[[ RECORDS FOR PROCESSING, beginning ]]

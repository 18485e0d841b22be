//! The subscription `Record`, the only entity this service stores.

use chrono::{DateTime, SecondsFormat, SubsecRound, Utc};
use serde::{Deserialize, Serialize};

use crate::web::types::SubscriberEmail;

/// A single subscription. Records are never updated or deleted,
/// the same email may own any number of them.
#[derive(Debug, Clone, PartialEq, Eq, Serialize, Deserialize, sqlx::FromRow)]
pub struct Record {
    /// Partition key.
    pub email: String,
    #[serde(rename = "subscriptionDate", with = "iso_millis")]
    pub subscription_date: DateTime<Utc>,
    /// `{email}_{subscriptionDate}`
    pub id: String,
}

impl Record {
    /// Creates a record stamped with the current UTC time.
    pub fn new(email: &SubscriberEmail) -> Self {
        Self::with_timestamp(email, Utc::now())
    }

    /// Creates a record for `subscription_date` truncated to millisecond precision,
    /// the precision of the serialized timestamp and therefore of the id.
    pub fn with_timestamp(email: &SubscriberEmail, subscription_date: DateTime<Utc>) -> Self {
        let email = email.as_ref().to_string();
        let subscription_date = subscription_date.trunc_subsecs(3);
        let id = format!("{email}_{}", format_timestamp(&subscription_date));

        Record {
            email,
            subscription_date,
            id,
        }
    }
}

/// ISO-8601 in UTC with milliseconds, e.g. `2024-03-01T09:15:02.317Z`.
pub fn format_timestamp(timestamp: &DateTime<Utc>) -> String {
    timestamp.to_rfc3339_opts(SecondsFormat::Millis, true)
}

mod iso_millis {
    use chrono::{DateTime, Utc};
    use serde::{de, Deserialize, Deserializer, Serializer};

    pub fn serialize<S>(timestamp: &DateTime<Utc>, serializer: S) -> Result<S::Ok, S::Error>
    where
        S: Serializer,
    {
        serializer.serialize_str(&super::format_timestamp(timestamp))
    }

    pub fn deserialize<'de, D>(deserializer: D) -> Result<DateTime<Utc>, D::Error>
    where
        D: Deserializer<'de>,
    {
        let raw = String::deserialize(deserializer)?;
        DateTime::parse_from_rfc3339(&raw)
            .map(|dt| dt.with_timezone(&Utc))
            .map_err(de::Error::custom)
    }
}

[[ RECORDS FOR PROCESSING, end ]]

All the records shown above need to be given again exactly.

YOUR RESPONSE ::
repository 18485e0d841b22be
//! The subscription `Record`, the only entity this service stores.

use chrono::{DateTime, SecondsFormat, SubsecRound, Utc};
use serde::{Deserialize, Serialize};

use crate::web::types::SubscriberEmail;

/// A single subscription. Records are never updated or deleted,
/// the same email may own any number of them.
#[derive(Debug, Clone, PartialEq, Eq, Serialize, Deserialize, sqlx::FromRow)]
pub struct Record {
    /// Partition key.
    pub email: String,
    #[serde(rename = "subscriptionDate", with = "iso_millis")]
    pub subscription_date: DateTime<Utc>,
    /// `{email}_{subscriptionDate}`
    pub id: String,
}

impl Record {
    /// Creates a record stamped with the current UTC time.
    pub fn new(email: &SubscriberEmail) -> Self {
        Self::with_timestamp(email, Utc::now())
    }

    /// Creates a record for `subscription_date` truncated to millisecond precision,
    /// the precision of the serialized timestamp and therefore of the id.
    pub fn with_timestamp(email: &SubscriberEmail, subscription_date: DateTime<Utc>) -> Self {
        let email = email.as_ref().to_string();
        let subscription_date = subscription_date.trunc_subsecs(3);
        let id = format!("{email}_{}", format_timestamp(&subscription_date));

        Record {
            email,
            subscription_date,
            id,
        }
    }
}

/// ISO-8601 in UTC with milliseconds, e.g. `2024-03-01T09:15:02.317Z`.
pub fn format_timestamp(timestamp: &DateTime<Utc>) -> String {
    timestamp.to_rfc3339_opts(SecondsFormat::Millis, true)
}

mod iso_millis {
    use chrono::{DateTime, Utc};
    use serde::{de, Deserialize, Deserializer, Serializer};

    pub fn serialize<S>(timestamp: &DateTime<Utc>, serializer: S) -> Result<S::Ok, S::Error>
    where
        S: Serializer,
    {
        serializer.serialize_str(&super::format_timestamp(timestamp))
    }

    pub fn deserialize<'de, D>(deserializer: D) -> Result<DateTime<Utc>, D::Error>
    where
        D: Deserializer<'de>,
    {
        let raw = String::deserialize(deserializer)?;
        DateTime::parse_from_rfc3339(&raw)
            .map(|dt| dt.with_timezone(&Utc))
            .map_err(de::Error::custom)
    }
}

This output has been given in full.